(Problem statement):
Could you please retype all of the data below exactly?

(Dataset content):
┌──
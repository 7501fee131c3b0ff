//! Generate command - build the report for one session folder.

use std::path::PathBuf;
use std::time::{Duration, Instant};

use clap::Args;
use console::style;
use indicatif::{ProgressBar, ProgressStyle};
use tracing::{debug, error, info};

use skinreport_core::report::Edition;
use skinreport_core::{Pipeline, RunSummary, SkinConfig};

use super::load_config;

/// Arguments for the generate command.
#[derive(Args)]
pub struct GenerateArgs {
    /// Folder holding the session PDF and photos
    #[arg(short, long)]
    input: Option<PathBuf>,

    /// Root folder for generated reports
    #[arg(short, long)]
    export: Option<PathBuf>,

    /// Folder with fonts and branding images (default: <export>/Assets)
    #[arg(short, long)]
    assets: Option<PathBuf>,

    /// Report edition
    #[arg(long)]
    edition: Option<Edition>,

    /// Print the run summary as JSON
    #[arg(long)]
    json: bool,
}

pub fn run(args: GenerateArgs, config_path: Option<&str>) -> anyhow::Result<()> {
    let start = Instant::now();
    let config = apply_overrides(load_config(config_path)?, &args);

    info!("Generating report from {}", config.paths.input_dir.display());

    let pb = ProgressBar::new_spinner();
    pb.set_style(
        ProgressStyle::default_spinner()
            .template("{spinner:.green} [{elapsed_precise}] {msg}")
            .unwrap(),
    );
    pb.enable_steady_tick(Duration::from_millis(100));

    let result = Pipeline::new(config).run_with(|stage| pb.set_message(format!("{}...", stage)));
    pb.finish_and_clear();

    let summary = match result {
        Ok(summary) => summary,
        Err(err) if err.is_input_error() => {
            error!("{}", err);
            eprintln!("{} {}", style("✗").red(), err);
            std::process::exit(1);
        }
        Err(err) => return Err(err.into()),
    };

    if args.json {
        println!("{}", serde_json::to_string_pretty(&summary)?);
    } else {
        print_summary(&summary);
    }

    debug!("Total generation time: {:?}", start.elapsed());
    Ok(())
}

fn apply_overrides(mut config: SkinConfig, args: &GenerateArgs) -> SkinConfig {
    if let Some(input) = &args.input {
        config.paths.input_dir = input.clone();
    }
    if let Some(export) = &args.export {
        config.paths.export_root = export.clone();
    }
    if let Some(assets) = &args.assets {
        config.paths.asset_dir = Some(assets.clone());
    }
    if let Some(edition) = args.edition {
        config.report.edition = edition;
    }
    config
}

fn print_summary(summary: &RunSummary) {
    println!(
        "{} Report written to {}",
        style("✓").green(),
        summary.report_path.display()
    );
    println!(
        "{} {} ({}), {} edition",
        style("ℹ").blue(),
        summary.data.name,
        summary.data.date,
        summary.edition
    );
    println!(
        "{} {} photo pages ({} UV), {} content pages, {} grid tiles",
        style("ℹ").blue(),
        summary.photo_pages,
        summary.uv_photos,
        summary.content_pages,
        summary.tiles
    );
}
└──
(Written reply):
repository 7501fee131c3b0ff
//! Generate command - build the report for one session folder.

use std::path::PathBuf;
use std::time::{Duration, Instant};

use clap::Args;
use console::style;
use indicatif::{ProgressBar, ProgressStyle};
use tracing::{debug, error, info};

use skinreport_core::report::Edition;
use skinreport_core::{Pipeline, RunSummary, SkinConfig};

use super::load_config;

/// Arguments for the generate command.
#[derive(Args)]
pub struct GenerateArgs {
    /// Folder holding the session PDF and photos
    #[arg(short, long)]
    input: Option<PathBuf>,

    /// Root folder for generated reports
    #[arg(short, long)]
    export: Option<PathBuf>,

    /// Folder with fonts and branding images (default: <export>/Assets)
    #[arg(short, long)]
    assets: Option<PathBuf>,

    /// Report edition
    #[arg(long)]
    edition: Option<Edition>,

    /// Print the run summary as JSON
    #[arg(long)]
    json: bool,
}

pub fn run(args: GenerateArgs, config_path: Option<&str>) -> anyhow::Result<()> {
    let start = Instant::now();
    let config = apply_overrides(load_config(config_path)?, &args);

    info!("Generating report from {}", config.paths.input_dir.display());

    let pb = ProgressBar::new_spinner();
    pb.set_style(
        ProgressStyle::default_spinner()
            .template("{spinner:.green} [{elapsed_precise}] {msg}")
            .unwrap(),
    );
    pb.enable_steady_tick(Duration::from_millis(100));

    let result = Pipeline::new(config).run_with(|stage| pb.set_message(format!("{}...", stage)));
    pb.finish_and_clear();

    let summary = match result {
        Ok(summary) => summary,
        Err(err) if err.is_input_error() => {
            error!("{}", err);
            eprintln!("{} {}", style("✗").red(), err);
            std::process::exit(1);
        }
        Err(err) => return Err(err.into()),
    };

    if args.json {
        println!("{}", serde_json::to_string_pretty(&summary)?);
    } else {
        print_summary(&summary);
    }

    debug!("Total generation time: {:?}", start.elapsed());
    Ok(())
}

fn apply_overrides(mut config: SkinConfig, args: &GenerateArgs) -> SkinConfig {
    if let Some(input) = &args.input {
        config.paths.input_dir = input.clone();
    }
    if let Some(export) = &args.export {
        config.paths.export_root = export.clone();
    }
    if let Some(assets) = &args.assets {
        config.paths.asset_dir = Some(assets.clone());
    }
    if let Some(edition) = args.edition {
        config.report.edition = edition;
    }
    config
}

fn print_summary(summary: &RunSummary) {
    println!(
        "{} Report written to {}",
        style("✓").green(),
        summary.report_path.display()
    );
    println!(
        "{} {} ({}), {} edition",
        style("ℹ").blue(),
        summary.data.name,
        summary.data.date,
        summary.edition
    );
    println!(
        "{} {} photo pages ({} UV), {} content pages, {} grid tiles",
        style("ℹ").blue(),
        summary.photo_pages,
        summary.uv_photos,
        summary.content_pages,
        summary.tiles
    );
}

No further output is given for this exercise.